I've read a little on corks and apparantly only the traditional corks are prone to causing "corked wine". Apparantly alot of wineries have also started to use synthetic corks or "neocorks". Where do you stand on these?

On a side note, I've been thinking about trying some wine lately. What wines would you recommend a newbie like me try?

Jmattioli
08-12-2004, 10:47 PM
Speaking of screw caps. I found them avialable in Cincinnati, OH which is just across the river from me. A place called Listermanns. They also have a web site but I have not checked it. I picked up a case of bottles for 11.95 and the screw caps were .35 each but are much cheaper in bulk.

Oskaar
08-12-2004, 11:10 PM
Hi Norsk,

Corks from the bark of the Cork Oak tree would be the corks that cause a wine to be corked. Synthetic corks are still being evaluated by many wineries for long term effects on bottle aging along with any "off-tastes" that they may produce.
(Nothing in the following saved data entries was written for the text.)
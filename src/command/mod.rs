use crate::command::args::Args;
use crate::command::error::{
    BotMissingPermissions, CallerMissingPermissions, CooldownActive, UserBlacklisted, UserNotOwner,
};
use crate::context::BotContext;
use anyhow::{anyhow, Result};
use serenity::all::{GuildId, Message, Permissions, UserId};
use std::time::{Duration, Instant};

pub mod args;
pub mod cooldown;
pub mod error;
pub mod respond;

/// A single prefix command registered by a cog.
pub struct Command {
    pub name: &'static str,
    pub description: &'static str,
    pub usage: &'static str,
    pub owner_only: bool,
    pub required_user_permissions: Permissions,
    pub required_bot_permissions: Permissions,
    pub cooldown: Option<Duration>,
    run: Box<dyn CommandRun>,
}

impl Command {
    pub fn new(
        name: &'static str,
        description: &'static str,
        usage: &'static str,
        run: impl CommandRun + 'static,
    ) -> Self {
        Self {
            name,
            description,
            usage,
            owner_only: false,
            required_user_permissions: Permissions::empty(),
            required_bot_permissions: Permissions::empty(),
            cooldown: None,
            run: Box::new(run),
        }
    }

    pub fn owner_only(mut self) -> Self {
        self.owner_only = true;
        self
    }

    pub fn user_permissions(mut self, perms: Permissions) -> Self {
        self.required_user_permissions = perms;
        self
    }

    pub fn bot_permissions(mut self, perms: Permissions) -> Self {
        self.required_bot_permissions = perms;
        self
    }

    pub fn cooldown(mut self, window: Duration) -> Self {
        self.cooldown = Some(window);
        self
    }
}

/// Implemented by each command's handler.
#[serenity::async_trait]
pub trait CommandRun: Send + Sync {
    async fn run(&self, ctx: &BotContext<'_>, inv: &Invocation<'_>) -> Result<()>;
}

/// Guild a command was invoked from. Absent for direct messages.
pub struct GuildOrigin {
    pub id: GuildId,
    pub name: String,
}

/// Ephemeral description of one command invocation, consumed by the handler
/// and by the error responder.
pub struct Invocation<'a> {
    pub msg: &'a Message,
    pub command_name: &'a str,
    pub guild: Option<GuildOrigin>,
    pub args: Args<'a>,
}

/// Route one message through the command pipeline: prefix match, lookup,
/// checks, then execution. Whatever fails is classified; unrecognized
/// failures are escalated to the error log, never silently dropped.
pub async fn dispatch(ctx: &BotContext<'_>, msg: &Message) {
    if msg.author.bot {
        return;
    }
    let Some(rest) = msg.content.strip_prefix(ctx.settings.prefix.as_str()) else {
        return;
    };
    let rest = rest.trim_start();
    let Some(name) = rest.split_whitespace().next() else {
        return;
    };

    // Clone the handle out so the read guard is gone before the command
    // runs. An owner command reloading the registry takes the write lock.
    let command = { ctx.registry.read().await.command(name) };
    let Some(command) = command else {
        // Not a registered command, so not an invocation at all.
        return;
    };

    let guild = msg.guild_id.map(|id| {
        let name = msg
            .guild(ctx.cache)
            .map(|guild| guild.name.clone())
            .unwrap_or_else(|| id.to_string());
        GuildOrigin { id, name }
    });

    let invocation = Invocation {
        msg,
        command_name: command.name,
        guild,
        args: Args::parse(rest[name.len()..].trim_start()),
    };

    match run_command(ctx, &command, &invocation).await {
        Ok(()) => {
            tracing::info!(
                "{}",
                completion_line(
                    command.name,
                    &msg.author.tag(),
                    msg.author.id,
                    invocation.guild.as_ref()
                )
            );
        }
        Err(err) => match error::classify(err) {
            Ok(descriptor) => respond::respond(ctx, &invocation, &descriptor).await,
            Err(unrecognized) => {
                tracing::error!(
                    "Unhandled error in the '{}' command: {unrecognized:#}",
                    command.name
                );
            }
        },
    }
}

/// Checks run in a fixed order before the handler: deny-list, owner gate,
/// caller permissions, bot permissions, cooldown.
async fn run_command(
    ctx: &BotContext<'_>,
    command: &Command,
    inv: &Invocation<'_>,
) -> Result<()> {
    let author = &inv.msg.author;

    if ctx.storage.is_blacklisted(author.id.get())? {
        return Err(UserBlacklisted.into());
    }

    if command.owner_only && !ctx.config.is_owner(author.id.get()) {
        return Err(UserNotOwner.into());
    }

    if !command.required_user_permissions.is_empty()
        || !command.required_bot_permissions.is_empty()
    {
        check_permissions(ctx, command, inv).await?;
    }

    if let Some(window) = command.cooldown {
        let mut cooldowns = ctx.cooldowns.write().await;
        if let Err(remaining) = cooldowns.check(author.id, command.name, window, Instant::now()) {
            return Err(CooldownActive { remaining }.into());
        }
    }

    command.run.run(ctx, inv).await
}

async fn check_permissions(
    ctx: &BotContext<'_>,
    command: &Command,
    inv: &Invocation<'_>,
) -> Result<()> {
    // Direct messages carry no guild permissions at all, so every required
    // permission counts as missing there.
    let Some(origin) = &inv.guild else {
        if !command.required_user_permissions.is_empty() {
            return Err(CallerMissingPermissions {
                missing: permission_names(command.required_user_permissions),
            }
            .into());
        }
        return Err(BotMissingPermissions {
            missing: permission_names(command.required_bot_permissions),
        }
        .into());
    };

    let member = origin.id.member(ctx.cache_http, inv.msg.author.id).await?;
    let bot_id = ctx.cache.current_user().id;
    let bot_member = origin.id.member(ctx.cache_http, bot_id).await?;

    let (user_perms, bot_perms) = {
        let Some(guild) = inv.msg.guild(ctx.cache) else {
            return Err(anyhow!("guild {} is not cached", origin.id));
        };
        let Some(channel) = guild.channels.get(&inv.msg.channel_id) else {
            return Err(anyhow!("channel {} is not cached", inv.msg.channel_id));
        };
        (
            guild.user_permissions_in(channel, &member),
            guild.user_permissions_in(channel, &bot_member),
        )
    };

    let missing = command.required_user_permissions & !user_perms;
    if !missing.is_empty() {
        return Err(CallerMissingPermissions {
            missing: permission_names(missing),
        }
        .into());
    }

    let missing = command.required_bot_permissions & !bot_perms;
    if !missing.is_empty() {
        return Err(BotMissingPermissions {
            missing: permission_names(missing),
        }
        .into());
    }

    Ok(())
}

/// Lowercase flag names, the form permission lists take in replies and logs.
pub fn permission_names(perms: Permissions) -> Vec<String> {
    perms
        .iter_names()
        .map(|(name, _)| name.to_ascii_lowercase())
        .collect()
}

/// Completion log line, with the guild and direct-message phrasings.
pub fn completion_line(
    command: &str,
    author: &str,
    author_id: UserId,
    origin: Option<&GuildOrigin>,
) -> String {
    match origin {
        Some(origin) => format!(
            "Executed {command} command in {} (ID: {}) by {author} (ID: {author_id})",
            origin.name, origin.id
        ),
        None => format!("Executed {command} command by {author} (ID: {author_id})"),
    }
}

#[cfg(test)]
mod tests {
    use super::*;

    struct Noop;

    #[serenity::async_trait]
    impl CommandRun for Noop {
        async fn run(&self, _ctx: &BotContext<'_>, _inv: &Invocation<'_>) -> Result<()> {
            Ok(())
        }
    }

    #[test]
    fn builder_defaults_are_unrestricted() {
        let command = Command::new("ping", "Check latency", "ping", Noop);
        assert!(!command.owner_only);
        assert!(command.required_user_permissions.is_empty());
        assert!(command.required_bot_permissions.is_empty());
        assert!(command.cooldown.is_none());
    }

    #[test]
    fn builder_setters_stick() {
        let command = Command::new("kick", "Kick a user", "kick <user>", Noop)
            .owner_only()
            .user_permissions(Permissions::KICK_MEMBERS)
            .bot_permissions(Permissions::KICK_MEMBERS)
            .cooldown(Duration::from_secs(5));
        assert!(command.owner_only);
        assert_eq!(command.required_user_permissions, Permissions::KICK_MEMBERS);
        assert_eq!(command.required_bot_permissions, Permissions::KICK_MEMBERS);
        assert_eq!(command.cooldown, Some(Duration::from_secs(5)));
    }

    #[test]
    fn permission_names_are_lowercase_flag_names() {
        let names = permission_names(Permissions::MANAGE_MESSAGES | Permissions::BAN_MEMBERS);
        assert!(names.contains(&"manage_messages".to_owned()));
        assert!(names.contains(&"ban_members".to_owned()));
        assert_eq!(names.len(), 2);
    }

    #[test]
    fn completion_line_has_guild_and_dm_forms() {
        let origin = GuildOrigin {
            id: GuildId::new(5),
            name: "Testland".into(),
        };
        assert_eq!(
            completion_line("ping", "someone", UserId::new(9), Some(&origin)),
            "Executed ping command in Testland (ID: 5) by someone (ID: 9)"
        );
        assert_eq!(
            completion_line("ping", "someone", UserId::new(9), None),
            "Executed ping command by someone (ID: 9)"
        );
    }
}
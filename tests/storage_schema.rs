use cogbot::storage::{self, Storage};
use std::fs;
use std::path::PathBuf;

fn temp_db(name: &str) -> PathBuf {
    std::env::temp_dir().join(format!("cogbot-{}-{}.db", name, std::process::id()))
}

#[test]
fn schema_application_is_idempotent() {
    let path = temp_db("idempotent");
    let _ = fs::remove_file(&path);

    storage::apply_schema(&path).unwrap();
    {
        let store = Storage::open(&path).unwrap();
        assert!(store.blacklist_add(7).unwrap());
        store.warn_add(7, 1, 2, "spamming").unwrap();
    }

    // A restart runs the script again over the live file.
    storage::apply_schema(&path).unwrap();

    let store = Storage::open(&path).unwrap();
    assert!(store.is_blacklisted(7).unwrap());
    let warns = store.warns_for(7, 1).unwrap();
    assert_eq!(warns.len(), 1);
    assert_eq!(warns[0].reason, "spamming");

    drop(store);
    let _ = fs::remove_file(&path);
}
For a starter wine I would suggest that you figure out what direction your tastes lie. That is, do you like something dry and heavy, sweet and fruity, spicey, plump and jammy or somewhere between those.

If you like your meads semi-sweet to sweet I'd suggest something like a Chenin Blanc, Gewurtztraminer, White Riesling, Grey Riesling or Johannesburg Riesling.

If you like your meads dry you might try a Chardonnay, Fume Blanc, Sauvignon Blanc, Dry Chenin Blanc or a White Bordeaux or Burgundy.

As far as reds go you really have to try them. I would suggest a good jammy Zinfandel with some lamb or beef, maybe pasta to begin with. By jammy I mean the wine tastes of black, plump and ripe fruit like plums, blackberries, currants, etc. It will have a distinct zing or spiciness to it (not a hot spiciness) that is unique to Zinfandel wines. There will be hints of vanilla, chocolate, and caramel, and there will be distinct dryness in the front of your mouth and in between your teeth and gums in the front of your mouth.

Cabernets are all over the map but can range from "suck the moisture out of your mouth dry" to pleasantly and velvety smooth. It must be said that this is true of many red wines.

For Reds, some names to look for are:

Zinfandel: Cosentino Vinyards - Cigar Zin, The Zin;
Tobin James Vinyards - Ballistic, James Gang; Elyse Vinyards - Morisoli, Howell Mountain; Zoom - Alexander Valley 86 Yr Old Vines, San Francisco Bay 108 Yr Old Vines; Rosenblum; Spelletich - Tim and Edie.

Cabernet: Henry's Drive 2002, Hanna Vinyards 2001, Claudius 2001 , Three Theives (in a one liter jug with a screw cap GREAT WINE GREAT VALUE), Five Vintners 2001, Marquis Phillips 2001, Bommarito 2001

Also take a look at Shiraz, Pino Noir and Merlot, these three tend not to be "big killer reds" like the Zinfandel and Cabernet do.

Oskaar

Norskersword
08-12-2004, 11:20 PM
Thanks a bunch for the crash course on wine, Oskaar. This is exactly what I needed. I'm going to print your whole post and take it shopping. ;)

Oskaar
08-13-2004, 04:51 AM
Happy to help. I neglected to say that in red and white wines the dry feeling in the front of your mouth is directly attributable to tannins/tannic acid. Sound familiar??